La mutualisation des services encouragée
"Une plus grande clarté sur les attributions des différentes collectivités et sur leur articulation contribuerait à la lisibilité et partant à la légitimité de leur action", estime aussi France Stratégie qui défend "une intégration politique plus avancée entre collectivités (…) par le transfert de compétences des communes aux EPCI, par le renforcement des EPCI et surtout par la mise en commun de certaines compétences entre EPCI via des regroupements d'EPCI au sein de syndicats mixtes." Cette plus grande intégration et la mutualisation des services entre collectivités territoriales devraient ainsi "permettre le développement d'outils et de capacités d'action : capacités d'analyse et d'expertise, influence vis-à-vis d'autres acteurs (régions, entreprises)", illustre l'étude. En outre, "lorsque la proximité avec une collectivité dotée de capacités administratives suffisantes existe – notamment s'agissant de villes moyennes ou de départements moteurs", France Stratégie préconise d'"étudier la possibilité d'engager via la contractualisation, voire l'intégration progressive de politiques publiques, la conduite d'actions communes entre territoires peu denses et centres urbains, à l'instar de Brest et de son plan climat."
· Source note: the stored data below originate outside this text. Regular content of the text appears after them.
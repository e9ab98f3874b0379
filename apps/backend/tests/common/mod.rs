#![allow(dead_code)]

// tests/common/mod.rs
use milsim_backend::db::txn_policy::{set_txn_policy, TxnPolicy};

// Logging is auto-installed for every test binary
#[ctor::ctor]
fn init_logging() {
    backend_test_support::logging::init();
}

// Policy defaults to rollback but can be flipped per-binary via `MILSIM_TXN_POLICY=commit`.
#[ctor::ctor]
fn init_txn_policy() {
    let policy = match std::env::var("MILSIM_TXN_POLICY")
        .unwrap_or_default()
        .to_lowercase()
        .as_str()
    {
        "commit" => TxnPolicy::CommitOnOk,
        _ => TxnPolicy::RollbackOnOk,
    };

    set_txn_policy(policy);
}
use actix_web::cookie::Cookie;
use actix_web::http::header::{AUTHORIZATION, SET_COOKIE};
use actix_web::http::StatusCode;
use actix_web::test;
use backend_test_support::problem_details::assert_problem;
use milsim_backend::adapters::operators_sea;
use milsim_backend::auth::cookie::SESSION_COOKIE;
use milsim_backend::db::require_db;
use milsim_backend::db::txn::SharedTxn;
use milsim_backend::entities::operators::Role;
use serde_json::Value;

use crate::support::app_builder::{send, test_app};
use crate::support::auth::{bearer_header, mint_expired_token, mint_test_token};
use crate::support::build_test_state;
use crate::support::factory::seed_operator;

#[actix_web::test]
async fn test_me_via_bearer_and_cookie() -> Result<(), Box<dyn std::error::Error>> {
    let state = build_test_state().await?;
    let security = state.security.clone();
    let shared = SharedTxn::open(require_db(&state)?).await?;
    let operator = seed_operator(shared.transaction(), Role::SquadLeader).await?;

    let app = test_app!(state);

    let resp = send!(
        app,
        shared,
        test::TestRequest::get()
            .uri("/api/auth/me")
            .insert_header((AUTHORIZATION, bearer_header(operator.id, operator.role, &security)))
    );
    assert_eq!(resp.status(), StatusCode::OK);
    let body: Value = test::read_body_json(resp).await;
    assert_eq!(body["id"], operator.id);
    assert_eq!(body["nickname"], operator.nickname);
    assert_eq!(body["role"], "SQUAD_LEADER");

    let token = mint_test_token(operator.id, operator.role, &security);
    let resp = send!(
        app,
        shared,
        test::TestRequest::get()
            .uri("/api/auth/me")
            .cookie(Cookie::new(SESSION_COOKIE, token))
    );
    assert_eq!(resp.status(), StatusCode::OK);
    let body: Value = test::read_body_json(resp).await;
    assert_eq!(body["id"], operator.id);

    drop(app);
    shared.rollback().await?;
    Ok(())
}

#[actix_web::test]
async fn test_stored_role_wins_over_token_role() -> Result<(), Box<dyn std::error::Error>> {
    let state = build_test_state().await?;
    let security = state.security.clone();
    let shared = SharedTxn::open(require_db(&state)?).await?;
    let player = seed_operator(shared.transaction(), Role::Player).await?;

    let app = test_app!(state);

    // A token claiming ADMIN for an operator stored as PLAYER.
    let resp = send!(
        app,
        shared,
        test::TestRequest::post()
            .uri("/api/rankings/recalculate")
            .insert_header((AUTHORIZATION, bearer_header(player.id, Role::Admin, &security)))
    );
    assert_problem(resp, StatusCode::FORBIDDEN, "INSUFFICIENT_ROLE").await;

    drop(app);
    shared.rollback().await?;
    Ok(())
}

#[actix_web::test]
async fn test_token_failures() -> Result<(), Box<dyn std::error::Error>> {
    let state = build_test_state().await?;
    let security = state.security.clone();
    let shared = SharedTxn::open(require_db(&state)?).await?;
    let txn = shared.transaction();
    let operator = seed_operator(txn, Role::Player).await?;
    let retired = seed_operator(txn, Role::Player).await?;
    operators_sea::set_active(txn, retired.id, false).await?;

    let app = test_app!(state);

    let resp = send!(app, shared, test::TestRequest::get().uri("/api/auth/me"));
    assert_problem(resp, StatusCode::UNAUTHORIZED, "UNAUTHORIZED").await;

    let resp = send!(
        app,
        shared,
        test::TestRequest::get()
            .uri("/api/auth/me")
            .insert_header((AUTHORIZATION, "Basic dXNlcjpwYXNz"))
    );
    assert_problem(resp, StatusCode::UNAUTHORIZED, "UNAUTHORIZED_MISSING_BEARER").await;

    let resp = send!(
        app,
        shared,
        test::TestRequest::get()
            .uri("/api/auth/me")
            .insert_header((AUTHORIZATION, "Bearer not.a.jwt"))
    );
    assert_problem(resp, StatusCode::UNAUTHORIZED, "UNAUTHORIZED_INVALID_JWT").await;

    let expired = mint_expired_token(operator.id, operator.role, &security);
    let resp = send!(
        app,
        shared,
        test::TestRequest::get()
            .uri("/api/auth/me")
            .insert_header((AUTHORIZATION, format!("Bearer {expired}")))
    );
    assert_problem(resp, StatusCode::UNAUTHORIZED, "UNAUTHORIZED_EXPIRED_JWT").await;

    let resp = send!(
        app,
        shared,
        test::TestRequest::get()
            .uri("/api/auth/me")
            .insert_header((AUTHORIZATION, bearer_header(retired.id, retired.role, &security)))
    );
    assert_problem(resp, StatusCode::FORBIDDEN, "FORBIDDEN_USER_NOT_FOUND").await;

    // Public endpoints still reject a bad token rather than ignoring it.
    let resp = send!(
        app,
        shared,
        test::TestRequest::get()
            .uri("/api/games")
            .insert_header((AUTHORIZATION, "Bearer not.a.jwt"))
    );
    assert_problem(resp, StatusCode::UNAUTHORIZED, "UNAUTHORIZED_INVALID_JWT").await;

    drop(app);
    shared.rollback().await?;
    Ok(())
}

#[actix_web::test]
async fn test_logout_clears_cookie() -> Result<(), Box<dyn std::error::Error>> {
    let state = build_test_state().await?;
    let shared = SharedTxn::open(require_db(&state)?).await?;

    let app = test_app!(state);
    let resp = send!(
        app,
        shared,
        test::TestRequest::post().uri("/api/auth/logout")
    );
    assert_eq!(resp.status(), StatusCode::NO_CONTENT);

    let set_cookie = resp
        .headers()
        .get(SET_COOKIE)
        .and_then(|v| v.to_str().ok())
        .expect("logout should set a cookie")
        .to_string();
    assert!(set_cookie.starts_with(&format!("{SESSION_COOKIE}=")));
    assert!(set_cookie.contains("Max-Age=0"));
    drop(resp);

    drop(app);
    shared.rollback().await?;
    Ok(())
}
pub mod txn;
pub mod txn_policy;

use sea_orm::DatabaseConnection;

use crate::error::AppError;
use crate::state::app_state::AppState;

/// The canonical way to reach the pool from application code.
pub fn require_db(state: &AppState) -> Result<&DatabaseConnection, AppError> {
    state.db().ok_or_else(AppError::db_unavailable)
}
Associer les parties prenantes
Enfin, "l'association des parties prenantes et des citoyens eux-mêmes aux réflexions paraît désormais indispensable", souligne l'organisme qui cite en exemple le "comité des partenaires" que chaque autorité organisatrice de la mobilité (AOM) doit mettre en place dans le cadre de la loi d'orientation des mobilités (LOM) . "Ce comité des partenaires pourrait, par exemple, être composé à 50% de représentants des usagers et à 50% des employeurs, détaille l'étude. Il prendrait part aux décisions concernant la mobilité au sein de l'AOM (offre de transport, organisation des services, financement, etc.), par un vote sur celles-ci, ce qui irait plus loin que la formulation d'un simple avis." "Permettre aux usagers et employeurs de peser dans l'organisation du service favoriserait une meilleure coordination des activités, renforcerait sa cohérence et l'appropriation des enjeux associés, ajoute l'étude. Ce type d'organisation pourrait ensuite être développé dans d'autres secteurs, par exemple pour les politiques d'alimentation et énergie-climat au niveau territorial."